There are a number of basic standards of diagnosis and care that need to be implemented across Europe.
- We must ensure that CF is diagnosed early throughout Europe, preferably by newborn screening; and that everyone in Europe has access to appropriate diagnostic testing, performed by experienced personnel.
- We must ensure that every CF patient is genotyped, in order to determine eligibility for novel small molecule therapies.
- Having been diagnosed, it is essential that from diagnosis, every CF patient in Europe has access to CF specialist centre care by the full MDT and all necessary medications. This last is an ambitious goal because CF medications are expensive and currently many European countries cannot afford them.
- On reaching adulthood, it is essential that patients are treated in a CF unit experienced in CF care. This is a pressing need: adult CF clinic development has lagged behind paediatrics in many parts of Europe.
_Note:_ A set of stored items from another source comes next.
#[async_trait]
impl BufferCache for InMemoryBuffer {
    async fn append(
        &self,
        key: &str,
        payload: &QueuePayload,
        score: Option<i64>,
    ) -> Result<(), CacheError> {
        let mut queues = self.queues.lock();
        queues.entry(key.to_string()).or_default().push(QueueItem {
            id: Uuid::new_v4().to_string(),
            payload: payload.clone(),
            score: score.unwrap_or(0),
        });
        Ok(())
    }

    async fn restore(&self, key: &str, items: &[QueueItem]) -> Result<(), CacheError> {
        let mut queues = self.queues.lock();
        queues
            .entry(key.to_string())
            .or_default()
            .extend(items.iter().cloned());
        Ok(())
    }

    async fn size(&self, key: &str) -> Result<usize, CacheError> {
        Ok(self.queues.lock().get(key).map_or(0, Vec::len))
    }

    async fn clear(&self, key: &str) -> Result<bool, CacheError> {
        Ok(self.queues.lock().remove(key).is_some())
    }

    async fn trim_excess(&self, _key: &str) -> Result<u64, CacheError> {
        Ok(0)
    }

    async fn range_by_timestamp(
        &self,
        key: &str,
        start: Option<i64>,
        end: Option<i64>,
        limit: Option<usize>,
    ) -> Result<Vec<QueueItem>, CacheError> {
        let mut items = self.range_ascending(key, start, end, limit).await?;
        items.reverse();
        Ok(items)
    }

    async fn range_ascending(
        &self,
        key: &str,
        start: Option<i64>,
        end: Option<i64>,
        limit: Option<usize>,
    ) -> Result<Vec<QueueItem>, CacheError> {
        let queues = self.queues.lock();
        let mut items: Vec<QueueItem> = queues
            .get(key)
            .map(|q| {
                q.iter()
                    .filter(|i| start.map_or(true, |s| i.score >= s))
                    .filter(|i| end.map_or(true, |e| i.score <= e))
                    .cloned()
                    .collect()
            })
            .unwrap_or_default();
        items.sort_by_key(|i| i.score);
        if let Some(limit) = limit {
            items.truncate(limit);
        }
        Ok(items)
    }

    async fn stats(&self, key: &str) -> Result<QueueStats, CacheError> {
        let items = self.range_ascending(key, None, None, None).await?;
        Ok(QueueStats {
            total_count: items.len(),
            max_length: 100,
            oldest_score: items.first().map(|i| i.score),
            newest_score: items.last().map(|i| i.score),
            ttl_seconds: 3600,
            is_full: items.len() >= 100,
        })
    }
}

// ---------------------------------------------------------------------------
// Scripted LLM: routes by prompt kind

struct RoutingLlm {
    boundary_responses: Mutex<Vec<String>>,
    boundary_calls: AtomicUsize,
}

impl RoutingLlm {
    fn new(boundary_responses: Vec<&str>) -> Arc<Self> {
        Arc::new(Self {
            boundary_responses: Mutex::new(
                boundary_responses.into_iter().map(String::from).collect(),
            ),
            boundary_calls: AtomicUsize::new(0),
        })
    }
}

#[async_trait]
impl LlmBackend for RoutingLlm {
    async fn generate(&self, messages: &[Message]) -> Result<GenerationResult, LlmError> {
        let prompt = &messages[0].content;

        let text = if prompt.contains("segmenting a chat stream") {
            self.boundary_calls.fetch_add(1, Ordering::SeqCst);
            let mut responses = self.boundary_responses.lock();
            if responses.is_empty() {
                r#"{"boundary": false, "cut_index": 0, "reason": "keep waiting"}"#.to_string()
            } else {
                responses.remove(0)
            }
        } else if prompt.contains("Summarize this closed conversation") {
            r#"{"subject": "Weekend plans", "summary": "The group settled on a Saturday hike.", "keywords": ["hike", "weekend"], "entities": ["Blue Ridge"]}"#
                .to_string()
        } else {
            r#"{"title": "A week of planning", "summary": "Plans came together.", "episode": "Over several chats the group planned the trip.", "search_phrases": ["trip planning"]}"#
                .to_string()
        };

        Ok(GenerationResult {
            text,
            completion_tokens: 0,
            total_time_ms: 1,
        })
    }

    fn model_name(&self) -> &str {
        "routing"
    }
}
It is clear that the predictions in the previous edition of this book have not all been fulfilled! We should aim to achieve the following:
- Universal newborn screening in Europe.
- Evidence-based care for newborn-screened babies, driven by the performance of randomised controlled trials with appropriate end- points. There is currently only one (a negative trial of hypertonic saline) that is of a satisfactory standard. This aim is in the mainstream of the European Union drive for medicines for children.
- Access to all evidence-based CF medications across Europe, eliminating regional inequalities.
- All European CF patients being seen regularly at a fully staffed, fully equipped CF centre; this is particularly necessary, and particularly far from being achieved, in adult patients. There is clear evidence that specialist centre care is beneficial.
- Increased use of care in the community and telemedicine to minimise hospital contacts.
- A fully funded, comprehensive registry which captures data on all European patients.
Recent trends will necessitate changes in the provision of care:
- Increased longevity will mean a radical rethink about the burden of care. A well adult who happens to have CF with minimal impact is not likely to want to take many therapies or perform as much airway clearance as the sick CF patient.
- Increased longevity will also mean we need to detect and deal with new emerging infections and new iatrogenic complications, such as antibiotic allergy and subtle long-term medication side-effects.
- New treatments will increase the financial costs of care: new products will build on old concepts, such as novel inhaled antibiotics and mucolytics; more therapies will address the basic defect (gene therapy, for example) and PTC124 for class I mutations.
- More attention must be paid to extrapulmonary complications. There will be pressure on diabetic and endocrine clinics, and obstetric services for pregnant women with CF.
- There will be increased demands for lung transplant services, which will mean optimising the donor supply, novel techniques to salvage donor lungs previously thought to be untransplantable, living related donation, and ultimately a transgenic large mammalian source.